Using nCode to Perform Vibration Fatigue Analysis of a Cooling Fan Mount

About this user story


A cooling fan mount was failing during the field validation process despite high measured fatigue life values. The ultimate root cause was high residual stress from the assembly procedure. This presentation illustrates Bobcat's integration of nCode GlyphWorks and nCode DesignLife.

nCode GlyphWorks was used to process the field data to extract two possible load cases. nCode DesignLife was used to identify the more probably load case and also shows the effects of the mean stress. nCode DesignLife was used to help set up a lab vibration test to validate the new design. Results from nCode DesignLife and nCode GlyphWorks were compared with the fatigue failures produced by the lab test.

Presenter: Patrick Stahl, Bobcat Company

Originally presented on May 15, 2014 at the 2014 HBM-nCode Products User Group Meeting in Livonia, Michigan (USA).

Using GlyphWorks for Data Analysis and Damage Editing

About this user story

Bobcat Company uses nCode GlyphWorks to address challenges in order to develop lab tests based on drive motor torque as measured by strain gauged axles.

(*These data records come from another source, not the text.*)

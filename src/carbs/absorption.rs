//! Carb absorption curves
//!
//! An absorption shape maps normalized elapsed time (elapsed divided by total
//! absorption time) to the normalized fraction of carbohydrates absorbed as
//! blood glucose. Shapes must be monotone non-decreasing, clamped to 0 below
//! t=0 and 1 above t=1, and expose a closed-form inverse and instantaneous
//! rate.

use serde::{Deserialize, Serialize};

/// The closed set of absorption models selectable by configuration.
#[derive(Debug, Clone, Copy, PartialEq, Eq, Serialize, Deserialize, Default)]
#[serde(rename_all = "camelCase")]
pub enum CarbAbsorptionModel {
    Linear,
    #[default]
    PiecewiseLinear,
}

impl CarbAbsorptionModel {
    pub fn shape(&self) -> &'static dyn AbsorptionShape {
        match self {
            CarbAbsorptionModel::Linear => &LinearAbsorption,
            CarbAbsorptionModel::PiecewiseLinear => &PiecewiseLinearAbsorption,
        }
    }
}

/// The normalized absorption curve and the gram-level helpers shared by all
/// shapes.
pub trait AbsorptionShape {
    /// The fraction of total carbohydrates absorbed at a fraction of the
    /// total absorption time.
    fn percent_absorption_at_percent_time(&self, percent_time: f64) -> f64;

    /// The inverse of `percent_absorption_at_percent_time`.
    fn percent_time_at_percent_absorption(&self, percent_absorption: f64) -> f64;

    /// The normalized instantaneous absorption rate at a fraction of the
    /// total absorption time.
    fn percent_rate_at_percent_time(&self, percent_time: f64) -> f64;

    /// Grams absorbed from `total` at `time` seconds into an absorption
    /// lasting `absorption_time` seconds.
    fn absorbed_carbs(&self, total: f64, time: f64, absorption_time: f64) -> f64 {
        total * self.percent_absorption_at_percent_time(time / absorption_time)
    }

    /// Grams not yet absorbed from `total` at `time` seconds in.
    fn unabsorbed_carbs(&self, total: f64, time: f64, absorption_time: f64) -> f64 {
        total * (1.0 - self.percent_absorption_at_percent_time(time / absorption_time))
    }

    /// The total absorption time implied by observing `percent_absorption`
    /// at `time` seconds in.
    fn absorption_time(&self, percent_absorption: f64, time: f64) -> f64 {
        let percent_time = self
            .percent_time_at_percent_absorption(percent_absorption)
            .max(f64::EPSILON);
        time / percent_time
    }

    /// The elapsed time needed to absorb `percent_absorption` at the modeled
    /// rate over `total_absorption_time`.
    fn time_to_absorb(&self, percent_absorption: f64, total_absorption_time: f64) -> f64 {
        self.percent_time_at_percent_absorption(percent_absorption) * total_absorption_time
    }
}

/// Linear absorption as a factor of reported duration.
pub struct LinearAbsorption;

impl AbsorptionShape for LinearAbsorption {
    fn percent_absorption_at_percent_time(&self, percent_time: f64) -> f64 {
        percent_time.clamp(0.0, 1.0)
    }

    fn percent_time_at_percent_absorption(&self, percent_absorption: f64) -> f64 {
        percent_absorption.clamp(0.0, 1.0)
    }

    fn percent_rate_at_percent_time(&self, percent_time: f64) -> f64 {
        if percent_time > 0.0 && percent_time <= 1.0 {
            1.0
        } else {
            0.0
        }
    }
}

/// Nonlinear absorption where the rate rises linearly from zero to a plateau
/// at `PERCENT_END_OF_RISE`, holds constant until `PERCENT_START_OF_FALL`,
/// then decays linearly to zero at the end of absorption. The cumulative
/// curve is therefore quadratic-linear-quadratic, and each phase inverts in
/// closed form.
pub struct PiecewiseLinearAbsorption;

impl PiecewiseLinearAbsorption {
    pub const PERCENT_END_OF_RISE: f64 = 0.15;
    pub const PERCENT_START_OF_FALL: f64 = 0.5;

    fn scale() -> f64 {
        2.0 / (1.0 + Self::PERCENT_START_OF_FALL - Self::PERCENT_END_OF_RISE)
    }
}

impl AbsorptionShape for PiecewiseLinearAbsorption {
    fn percent_absorption_at_percent_time(&self, percent_time: f64) -> f64 {
        let rise = Self::PERCENT_END_OF_RISE;
        let fall = Self::PERCENT_START_OF_FALL;
        let scale = Self::scale();

        match percent_time {
            t if t <= 0.0 => 0.0,
            t if t < rise => 0.5 * scale * t.powi(2) / rise,
            t if t < fall => scale * (t - 0.5 * rise),
            t if t < 1.0 => {
                scale
                    * (fall - 0.5 * rise
                        + (t - fall) * (1.0 - 0.5 * (t - fall) / (1.0 - fall)))
            }
            _ => 1.0,
        }
    }

    fn percent_time_at_percent_absorption(&self, percent_absorption: f64) -> f64 {
        let rise = Self::PERCENT_END_OF_RISE;
        let fall = Self::PERCENT_START_OF_FALL;
        let scale = Self::scale();

        match percent_absorption {
            a if a <= 0.0 => 0.0,
            a if a < 0.5 * scale * rise => (2.0 * rise * a / scale).sqrt(),
            a if a < scale * (fall - 0.5 * rise) => 0.5 * rise + a / scale,
            a if a < 1.0 => 1.0 - ((1.0 - fall) * (1.0 + fall - rise) * (1.0 - a)).sqrt(),
            _ => 1.0,
        }
    }

    fn percent_rate_at_percent_time(&self, percent_time: f64) -> f64 {
        let rise = Self::PERCENT_END_OF_RISE;
        let fall = Self::PERCENT_START_OF_FALL;
        let scale = Self::scale();

        match percent_time {
            t if t <= 0.0 => 0.0,
            t if t < rise => scale * t / rise,
            t if t < fall => scale,
            t if t < 1.0 => scale * ((1.0 - t) / (1.0 - fall)),
            _ => 0.0,
        }
    }
}

#[cfg(test)]
mod tests {
    use super::*;

    fn shapes() -> Vec<&'static dyn AbsorptionShape> {
        vec![&LinearAbsorption, &PiecewiseLinearAbsorption]
    }

    #[test]
    fn endpoints_are_clamped() {
        for shape in shapes() {
            assert_eq!(shape.percent_absorption_at_percent_time(-0.5), 0.0);
            assert_eq!(shape.percent_absorption_at_percent_time(0.0), 0.0);
            assert_eq!(shape.percent_absorption_at_percent_time(1.0), 1.0);
            assert_eq!(shape.percent_absorption_at_percent_time(1.5), 1.0);
        }
    }

    #[test]
    fn absorption_is_monotone_non_decreasing() {
        for shape in shapes() {
            let mut previous = 0.0;
            for step in 0..=100 {
                let t = step as f64 / 100.0;
                let absorbed = shape.percent_absorption_at_percent_time(t);
                assert!(
                    absorbed >= previous,
                    "absorption decreased at t={t}: {absorbed} < {previous}"
                );
                previous = absorbed;
            }
        }
    }

    #[test]
    fn inverse_round_trips_within_tolerance() {
        for shape in shapes() {
            for step in 1..100 {
                let a = step as f64 / 100.0;
                let t = shape.percent_time_at_percent_absorption(a);
                let back = shape.percent_absorption_at_percent_time(t);
                assert!(
                    (back - a).abs() < 1e-10,
                    "round trip failed at a={a}: got {back}"
                );
            }
        }
    }

    #[test]
    fn piecewise_rate_plateaus_between_rise_and_fall() {
        let shape = PiecewiseLinearAbsorption;
        let scale = PiecewiseLinearAbsorption::scale();

        assert_eq!(shape.percent_rate_at_percent_time(0.2), scale);
        assert_eq!(shape.percent_rate_at_percent_time(0.4), scale);
        assert!(shape.percent_rate_at_percent_time(0.1) < scale);
        assert!(shape.percent_rate_at_percent_time(0.9) < scale);
        assert_eq!(shape.percent_rate_at_percent_time(1.0), 0.0);
    }

    #[test]
    fn absorbed_and_unabsorbed_are_complementary() {
        for shape in shapes() {
            let total = 60.0;
            let absorption_time = 3.0 * 3600.0;
            for step in 0..=10 {
                let time = step as f64 * absorption_time / 10.0;
                let absorbed = shape.absorbed_carbs(total, time, absorption_time);
                let unabsorbed = shape.unabsorbed_carbs(total, time, absorption_time);
                assert!((absorbed + unabsorbed - total).abs() < 1e-9);
            }
        }
    }

    #[test]
    fn absorption_time_guards_against_zero_percent_time() {
        let shape = LinearAbsorption;
        let time = shape.absorption_time(0.0, 3600.0);
        assert!(time.is_finite());
        assert!(time > 0.0);
    }

    #[test]
    fn linear_absorbed_carbs_at_half_time() {
        let shape = LinearAbsorption;
        let absorbed = shape.absorbed_carbs(40.0, 5400.0, 10800.0);
        assert_eq!(absorbed, 20.0);
    }
}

Time compression of field duty cycles to create laboratory fatigue loads is generally done using data from strain gages. This project involved creation of a time compressed lab fatigue test that used measured axle torque as opposed to measured strain. This involved converting the torque to stress. It was not stress at a specific location; instead torque was multiplied by an arbitrary value to make stress magnitudes of the data traces fit into the classical fatigue region of a modified BS5400 ClassF SN curve.

The front and rear axles of the skid loader are chain driven by the same drive motor, so the data traces had to be analyzed together to ensure that when if one axle was seeing high torque, and the other was not (as is typical), this data was retained and kept in phase. These data traces were then processed with Stress Life and Damage Editing Glyphs to reduce the data trace to only damaging events. This process was iterated to determine effects of Low Pass filter settings, along with the settings of the Damage Editing glyphs' slice selection settings to produce an output data trace that retained 90% of the original damage, while taking into account the effects of filtering the data in order to play the output file in the test rig (test rig only capable of reproducing frequencies up to ~9 Hz). The final settings were then used to process all required field duty cycles, and these traces were concatenated and played out in the test rig using RPC. The final optimized output file retained 90% of damage and had an AF=12.

Presenter: Scott Berndt, Bobcat Company

Originally presented on May 15, 2014 at the 2014 HBM-nCode Products User Group Meeting in Livonia, Michigan (USA).